Work instruction:
The expected output is a verbatim reprint of the lines from the beginning of the data that follows through the line that contains "first call succeeds.".

Data excerpts
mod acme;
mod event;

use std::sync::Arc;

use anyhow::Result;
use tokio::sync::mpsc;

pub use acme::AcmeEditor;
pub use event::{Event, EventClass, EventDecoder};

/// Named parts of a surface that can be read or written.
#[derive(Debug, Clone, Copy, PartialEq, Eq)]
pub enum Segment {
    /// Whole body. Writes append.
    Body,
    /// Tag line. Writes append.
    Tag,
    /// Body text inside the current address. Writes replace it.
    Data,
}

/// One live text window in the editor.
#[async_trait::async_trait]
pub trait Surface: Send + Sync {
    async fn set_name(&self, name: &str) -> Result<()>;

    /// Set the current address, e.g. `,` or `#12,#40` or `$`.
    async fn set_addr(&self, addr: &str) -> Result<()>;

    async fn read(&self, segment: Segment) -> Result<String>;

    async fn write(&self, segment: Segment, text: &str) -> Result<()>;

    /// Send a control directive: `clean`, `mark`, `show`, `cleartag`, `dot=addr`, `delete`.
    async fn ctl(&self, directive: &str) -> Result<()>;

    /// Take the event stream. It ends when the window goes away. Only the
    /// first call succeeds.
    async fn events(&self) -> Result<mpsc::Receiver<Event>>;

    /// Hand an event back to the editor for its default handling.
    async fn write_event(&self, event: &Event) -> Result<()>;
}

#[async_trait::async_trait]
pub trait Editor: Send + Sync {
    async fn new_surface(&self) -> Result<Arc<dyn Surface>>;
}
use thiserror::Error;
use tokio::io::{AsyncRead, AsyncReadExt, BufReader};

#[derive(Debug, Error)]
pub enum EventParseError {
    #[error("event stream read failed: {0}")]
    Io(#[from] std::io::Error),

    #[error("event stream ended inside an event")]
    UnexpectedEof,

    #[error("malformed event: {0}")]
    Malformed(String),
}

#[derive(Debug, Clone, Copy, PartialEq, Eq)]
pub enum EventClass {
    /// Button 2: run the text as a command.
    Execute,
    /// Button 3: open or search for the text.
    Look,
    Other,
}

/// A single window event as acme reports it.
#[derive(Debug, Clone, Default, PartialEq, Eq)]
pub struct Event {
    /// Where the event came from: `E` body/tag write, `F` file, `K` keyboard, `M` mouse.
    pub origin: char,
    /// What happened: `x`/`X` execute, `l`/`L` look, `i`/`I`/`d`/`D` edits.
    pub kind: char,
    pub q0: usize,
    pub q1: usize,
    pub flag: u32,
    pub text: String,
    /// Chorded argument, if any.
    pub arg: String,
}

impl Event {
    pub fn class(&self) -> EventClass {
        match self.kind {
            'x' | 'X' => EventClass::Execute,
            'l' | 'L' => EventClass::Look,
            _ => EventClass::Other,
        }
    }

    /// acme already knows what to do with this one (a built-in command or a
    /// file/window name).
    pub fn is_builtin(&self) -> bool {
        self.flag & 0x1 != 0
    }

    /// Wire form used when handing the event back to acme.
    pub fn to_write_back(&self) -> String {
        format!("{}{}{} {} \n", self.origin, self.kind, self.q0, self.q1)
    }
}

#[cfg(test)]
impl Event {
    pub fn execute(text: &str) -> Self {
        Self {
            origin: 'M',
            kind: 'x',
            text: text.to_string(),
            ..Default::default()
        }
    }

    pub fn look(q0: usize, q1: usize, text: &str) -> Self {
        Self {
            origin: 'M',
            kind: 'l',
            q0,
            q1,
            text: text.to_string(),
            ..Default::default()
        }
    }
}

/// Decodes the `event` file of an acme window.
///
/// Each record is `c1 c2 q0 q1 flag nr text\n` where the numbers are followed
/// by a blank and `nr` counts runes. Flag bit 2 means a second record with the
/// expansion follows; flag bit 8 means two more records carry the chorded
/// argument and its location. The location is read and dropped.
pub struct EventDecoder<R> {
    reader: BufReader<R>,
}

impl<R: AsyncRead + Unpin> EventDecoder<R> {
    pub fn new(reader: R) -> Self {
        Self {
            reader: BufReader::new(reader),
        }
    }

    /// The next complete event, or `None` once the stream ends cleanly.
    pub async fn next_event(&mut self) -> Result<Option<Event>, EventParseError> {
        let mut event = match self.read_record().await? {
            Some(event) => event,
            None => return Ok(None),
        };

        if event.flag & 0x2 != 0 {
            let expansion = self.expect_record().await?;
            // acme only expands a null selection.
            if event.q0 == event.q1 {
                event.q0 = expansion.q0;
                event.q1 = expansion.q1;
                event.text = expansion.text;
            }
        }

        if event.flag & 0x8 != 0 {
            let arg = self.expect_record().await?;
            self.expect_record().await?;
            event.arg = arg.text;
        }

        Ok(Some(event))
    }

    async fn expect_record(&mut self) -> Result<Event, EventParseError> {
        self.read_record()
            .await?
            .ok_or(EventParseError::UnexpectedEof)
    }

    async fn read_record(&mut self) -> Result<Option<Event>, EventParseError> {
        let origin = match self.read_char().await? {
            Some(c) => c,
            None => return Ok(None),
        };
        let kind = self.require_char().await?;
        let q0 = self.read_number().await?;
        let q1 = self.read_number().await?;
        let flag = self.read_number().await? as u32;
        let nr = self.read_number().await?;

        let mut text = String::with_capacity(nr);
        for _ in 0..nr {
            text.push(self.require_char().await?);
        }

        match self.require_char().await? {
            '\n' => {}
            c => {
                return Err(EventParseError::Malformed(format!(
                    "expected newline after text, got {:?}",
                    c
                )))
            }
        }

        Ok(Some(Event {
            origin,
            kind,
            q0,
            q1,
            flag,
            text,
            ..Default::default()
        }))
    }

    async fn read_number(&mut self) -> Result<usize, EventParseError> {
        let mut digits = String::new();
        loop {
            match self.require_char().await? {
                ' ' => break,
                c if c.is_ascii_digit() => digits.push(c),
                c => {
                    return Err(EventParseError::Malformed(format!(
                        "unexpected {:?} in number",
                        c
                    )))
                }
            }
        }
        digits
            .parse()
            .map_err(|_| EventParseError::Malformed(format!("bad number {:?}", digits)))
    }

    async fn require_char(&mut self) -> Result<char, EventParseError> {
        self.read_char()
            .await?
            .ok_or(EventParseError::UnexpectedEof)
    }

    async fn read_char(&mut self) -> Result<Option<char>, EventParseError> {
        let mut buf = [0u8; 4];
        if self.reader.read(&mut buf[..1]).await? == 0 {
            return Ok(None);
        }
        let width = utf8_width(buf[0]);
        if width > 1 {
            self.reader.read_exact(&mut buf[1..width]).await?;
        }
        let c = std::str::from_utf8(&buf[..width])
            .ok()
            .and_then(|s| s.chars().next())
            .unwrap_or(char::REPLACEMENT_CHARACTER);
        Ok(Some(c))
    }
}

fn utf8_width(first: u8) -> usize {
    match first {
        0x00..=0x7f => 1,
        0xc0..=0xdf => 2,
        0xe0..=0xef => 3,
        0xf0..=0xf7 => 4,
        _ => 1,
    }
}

Response area:
mod acme;
mod event;

use std::sync::Arc;

use anyhow::Result;
use tokio::sync::mpsc;

pub use acme::AcmeEditor;
pub use event::{Event, EventClass, EventDecoder};

/// Named parts of a surface that can be read or written.
#[derive(Debug, Clone, Copy, PartialEq, Eq)]
pub enum Segment {
    /// Whole body. Writes append.
    Body,
    /// Tag line. Writes append.
    Tag,
    /// Body text inside the current address. Writes replace it.
    Data,
}

/// One live text window in the editor.
#[async_trait::async_trait]
pub trait Surface: Send + Sync {
    async fn set_name(&self, name: &str) -> Result<()>;

    /// Set the current address, e.g. `,` or `#12,#40` or `$`.
    async fn set_addr(&self, addr: &str) -> Result<()>;

    async fn read(&self, segment: Segment) -> Result<String>;

    async fn write(&self, segment: Segment, text: &str) -> Result<()>;

    /// Send a control directive: `clean`, `mark`, `show`, `cleartag`, `dot=addr`, `delete`.
    async fn ctl(&self, directive: &str) -> Result<()>;

    /// Take the event stream. It ends when the window goes away. Only the
    /// first call succeeds.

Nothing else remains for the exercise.